6月22日、南関東地方は、朝のラッシュ時間大混乱した。停電が発生し、突然JRの4路線が運行停止となり、私鉄などにも影響を与える事故が起こったからだ。
原因は、運転手が、前方の赤信号に気を取られて、エアーセクションと呼ばれる区間で停止してしまったことにある。
エアーセクションは、異なる変電所から電気を取るときに、電力供給を継続するため、複数の架線が並行して引かれているような場所のこと。こういうところでは、普通に走行している分には問題ないのだけど、ここで停止してしまうと、異なる架線がパンタグラフでつながって、放電してしまい、高温になって架線があっという間に溶けてしまう。
エアーセクションは、3〜4kmに一カ所くらいの割合で存在するため、停まってはならない場所を示した標識がある。今回は、その標識の手前で停車したため、最後尾車両が、エアーセクションにかかってしまったのだ。
エアーセクションで停まらないよう指導はされているし、今回の運転手はベテランなのだけども、ミスも当然あり得る。特に赤信号による停止なので、ミスをとやかく責めにくいし、こういう事例はあり得ないことではないだろう。
電力供給の構造上、どうしようもないとは言え、システム設計上の対策はもっと採られてもいいかも知れない。
むしろ問題なのは、こういう事例が起こりうることを想定して、停電の時の対応策をきちんと採ることが出来なかったJRの方にあるかも知れない。もちろん、乗客の誘導などのマニュアルはあるだろうが、蒸し暑い車内に長時間乗客を閉じこめていて、何も出来なかったのは、あまりにもお粗末。見直すべき事象だと言える。

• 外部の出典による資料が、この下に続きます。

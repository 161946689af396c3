//! Building the first board of a run.

use log::{debug, warn};
use rand::Rng;
use rand::rngs::StdRng;
use rand::seq::{SliceRandom, index};

use super::{Board, Cell, LocalRule};
use crate::schema::{InitialState, PRESETS, Preset, SeedError, find_preset, preset_names};

/// Build an initial board for `rule` from `initial`.
///
/// Every state on the returned board is inside the rule's alphabet.
pub fn seed_board(
    initial: &InitialState,
    rule: &dyn LocalRule,
    height: usize,
    width: usize,
    rng: &mut StdRng,
) -> Result<Board, SeedError> {
    match initial {
        InitialState::Named { name } => {
            let preset = find_preset(name).ok_or_else(|| SeedError::UnknownPreset {
                name: name.clone(),
                available: preset_names(),
            })?;
            place_preset(preset, rule, height, width)
        }
        InitialState::AnyPreset => {
            let fitting: Vec<&Preset> = PRESETS
                .iter()
                .filter(|p| p.cells().iter().all(|&(_, _, s)| (s as usize) < rule.alphabet()))
                .collect();
            if fitting.is_empty() {
                return Err(SeedError::UnknownPreset {
                    name: "<any>".to_string(),
                    available: preset_names(),
                });
            }
            let preset = fitting[rng.gen_range(0..fitting.len())];
            debug!("Picked preset {:?}", preset.name);
            place_preset(preset, rule, height, width)
        }
        InitialState::Literal { rows } => {
            let board = grid(rows, height, width)?;
            check_alphabet(&board, rule)?;
            Ok(board)
        }
        InitialState::Occupancy { rows } => {
            let mask = grid(rows, height, width)?;
            let mut occupied: Vec<usize> = (0..mask.cell_count())
                .filter(|&i| mask.cells()[i] != 0)
                .collect();
            // Palette order must not follow board order (BML red/blue halves).
            occupied.shuffle(rng);
            let mut board = Board::new(height, width, 0);
            fill(&mut board, &occupied, rule, rng);
            Ok(board)
        }
        InitialState::Random { density } => {
            let total = height * width;
            let count = ((total as f64) * f64::from((*density).clamp(0.0, 1.0))).floor() as usize;
            // Sampled indices come back shuffled, so palette order is random.
            let picked = index::sample(rng, total, count.min(total)).into_vec();
            let mut board = Board::new(height, width, 0);
            fill(&mut board, &picked, rule, rng);
            Ok(board)
        }
        InitialState::Center { state } => {
            let mut board = Board::new(height, width, 0);
            let (row, col) = (height / 2, width / 2);
            check_state(row, col, *state, rule)?;
            board.set(row as isize, col as isize, *state);
            Ok(board)
        }
    }
}

fn place_preset(
    preset: &Preset,
    rule: &dyn LocalRule,
    height: usize,
    width: usize,
) -> Result<Board, SeedError> {
    let mut board = Board::new(height, width, 0);
    for (row, col, state) in preset.cells() {
        if row >= height || col >= width {
            warn!(
                "Preset {:?} cell ({row}, {col}) is outside the {height}x{width} board, skipping",
                preset.name
            );
            continue;
        }
        check_state(row, col, state, rule)?;
        board.set(row as isize, col as isize, state);
    }
    Ok(board)
}

/// Give each listed cell a state from the rule's seeding palette.
fn fill(board: &mut Board, indices: &[usize], rule: &dyn LocalRule, rng: &mut StdRng) {
    let total = indices.len();
    for (n, &i) in indices.iter().enumerate() {
        board.cells_mut()[i] = rule.seed_state(n, total, rng);
    }
}

fn grid(rows: &[Vec<Cell>], height: usize, width: usize) -> Result<Board, SeedError> {
    let board = Board::from_rows(rows).ok_or(SeedError::RaggedGrid)?;
    if board.height() != height || board.width() != width {
        return Err(SeedError::ShapeMismatch {
            rows: board.height(),
            cols: board.width(),
            height,
            width,
        });
    }
    Ok(board)
}

fn check_alphabet(board: &Board, rule: &dyn LocalRule) -> Result<(), SeedError> {
    for (row, cells) in board.rows().enumerate() {
        for (col, &state) in cells.iter().enumerate() {
            check_state(row, col, state, rule)?;
        }
    }
    Ok(())
}

fn check_state(row: usize, col: usize, state: Cell, rule: &dyn LocalRule) -> Result<(), SeedError> {
    let alphabet = rule.alphabet();
    if state as usize >= alphabet {
        return Err(SeedError::StateOutOfRange {
            row,
            col,
            state,
            alphabet,
        });
    }
    Ok(())
}
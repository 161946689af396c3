//! HPP (Hardy-Pomeau-de Pazzis) lattice gas.
//!
//! Each cell holds a 4-bit mask of particles travelling west, east, south and
//! north. A generation is a collision stage (head-on pairs rotate by 90
//! degrees) followed by propagation (every particle moves one cell along its
//! heading). Both stages are fused into a single neighbourhood rule: a cell
//! gathers the post-collision particles of its four orthogonal neighbours
//! that are heading into it.

use rand::Rng;
use rand::rngs::StdRng;

use super::{Board, Cell, LocalRule};
use crate::display::Frame;

pub const EMPTY: Cell = 0b0000;
pub const WEST: Cell = 0b0001;
pub const EAST: Cell = 0b0010;
pub const SOUTH: Cell = 0b0100;
pub const NORTH: Cell = 0b1000;

/// West and east particles meeting head-on.
pub const WEST_EAST: Cell = WEST | EAST;
/// North and south particles meeting head-on.
pub const NORTH_SOUTH: Cell = NORTH | SOUTH;

/// Single-particle states, used for random seeding.
pub const DIRECTIONS: [Cell; 4] = [WEST, EAST, SOUTH, NORTH];

/// Post-collision state of a single cell.
///
/// Only the two exact head-on pairs change; every other mask passes through.
#[inline]
pub fn collide(state: Cell) -> Cell {
    match state {
        WEST_EAST => NORTH_SOUTH,
        NORTH_SOUTH => WEST_EAST,
        other => other,
    }
}

/// The HPP rule.
#[derive(Debug, Clone, Copy, Default, PartialEq, Eq)]
pub struct Hpp;

impl LocalRule for Hpp {
    fn alphabet(&self) -> usize {
        16
    }

    fn next_state(&self, board: &Board, row: usize, col: usize, _generation: u64) -> Cell {
        let n = board.orthogonal(row as isize, col as isize);

        // Collide all four neighbours before gathering.
        let north = collide(n.north);
        let south = collide(n.south);
        let east = collide(n.east);
        let west = collide(n.west);

        (south & NORTH) | (north & SOUTH) | (east & WEST) | (west & EAST)
    }

    fn seed_state(&self, _index: usize, _total: usize, rng: &mut StdRng) -> Cell {
        DIRECTIONS[rng.gen_range(0..DIRECTIONS.len())]
    }

    fn frame(&self, board: &Board) -> Frame {
        Frame::Mono(board.map(|s| u8::from(s != EMPTY)))
    }
}

#[cfg(test)]
mod tests {
    use super::*;
    use crate::compute::step;
    use proptest::prelude::*;

    fn run(board: &Board, generations: u64) -> Board {
        (0..generations).fold(board.clone(), |b, g| step(&Hpp, &b, g).board)
    }

    fn particles(board: &Board) -> u32 {
        board.cells().iter().map(|c| c.count_ones()).sum()
    }

    #[test]
    fn test_collision_states_swap() {
        assert_eq!(collide(WEST_EAST), NORTH_SOUTH);
        assert_eq!(collide(NORTH_SOUTH), WEST_EAST);
        assert_eq!(collide(WEST | NORTH), WEST | NORTH);
    }

    #[test]
    fn test_collide_is_involution() {
        for state in 0..16u8 {
            assert_eq!(collide(collide(state)), state);
            if state != WEST_EAST && state != NORTH_SOUTH {
                assert_eq!(collide(state), state);
            }
        }
    }

    #[test]
    fn test_single_particles_travel() {
        let mut board = Board::new(5, 5, EMPTY);
        board.set(2, 2, EAST);
        let next = step(&Hpp, &board, 0).board;
        assert_eq!(next.at(2, 3), EAST);
        assert_eq!(next.population(), 1);

        let mut board = Board::new(5, 5, EMPTY);
        board.set(2, 2, NORTH);
        let next = step(&Hpp, &board, 0).board;
        assert_eq!(next.at(1, 2), NORTH);
    }

    #[test]
    fn test_particle_wraps() {
        let mut board = Board::new(4, 4, EMPTY);
        board.set(0, 0, WEST);
        let next = step(&Hpp, &board, 0).board;
        assert_eq!(next.at(0, 3), WEST);
    }

    #[test]
    fn test_head_on_pair_scatters_vertically() {
        let mut board = Board::new(7, 7, EMPTY);
        board.set(3, 3, WEST_EAST);
        let next = step(&Hpp, &board, 0).board;
        assert_eq!(next.at(2, 3), NORTH);
        assert_eq!(next.at(4, 3), SOUTH);
        assert_eq!(next.population(), 2);
    }

    #[test]
    fn test_empty_board_stays_empty() {
        let board = Board::new(34, 9, EMPTY);
        assert!(run(&board, 50).is_blank());
    }

    #[test]
    fn test_particle_count_conserved() {
        let mut board = Board::new(34, 9, EMPTY);
        board.set(17, 4, NORTH_SOUTH);
        board.set(17, 3, WEST_EAST);
        board.set(5, 1, EAST | SOUTH);
        board.set(30, 8, WEST);
        let before = particles(&board);
        assert_eq!(particles(&run(&board, 40)), before);
    }

    proptest! {
        #[test]
        fn prop_collide_twice_is_identity(state in 0u8..16) {
            prop_assert_eq!(collide(collide(state)), state);
        }
    }
}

同じ6月22日、大阪府立成人病センターが、看護師のミスから、患者の容態急変に気づかず、障害が残る結果を招いた医療事故について発表し、謝罪した。
これは、入院していた患者の容態が急変したとき、その警報がナースステーションに伝わっていたのに、看護師らが巡回で聞き逃してしまい、10分ほどして気づいたときには、心肺停止状態で、脳に重い障害が残ったというもの。
もちろん、重大なミスなのだが、今の医療現場の事情を考えると、安易に批判できないところもある。看護師の数は絶対的に不足している上に、過酷な労働環境になっている。一人一人への負担もさることながら、看護師が患者に対応する状況で、今回のような「空白時間」が生じる危険性が大きい。
鉄道も医療も生活に密接した業種だが、それぞれに問題も抱えている。システムはどんなに発達しても、最終的には人が動かすわけだから、人的ミスが重大な結果を招くことになる。だが、一方で、システムを改善することで避けられる事象もあるわけで、特に少子化で労働人口が減少していくこれからは、いかに、高度なシステムで人間の作業を補わなければならないか、どこもかしこも検討する必要があるのだ。
当然、そう言う対策を請け負う業種も発達することだろう。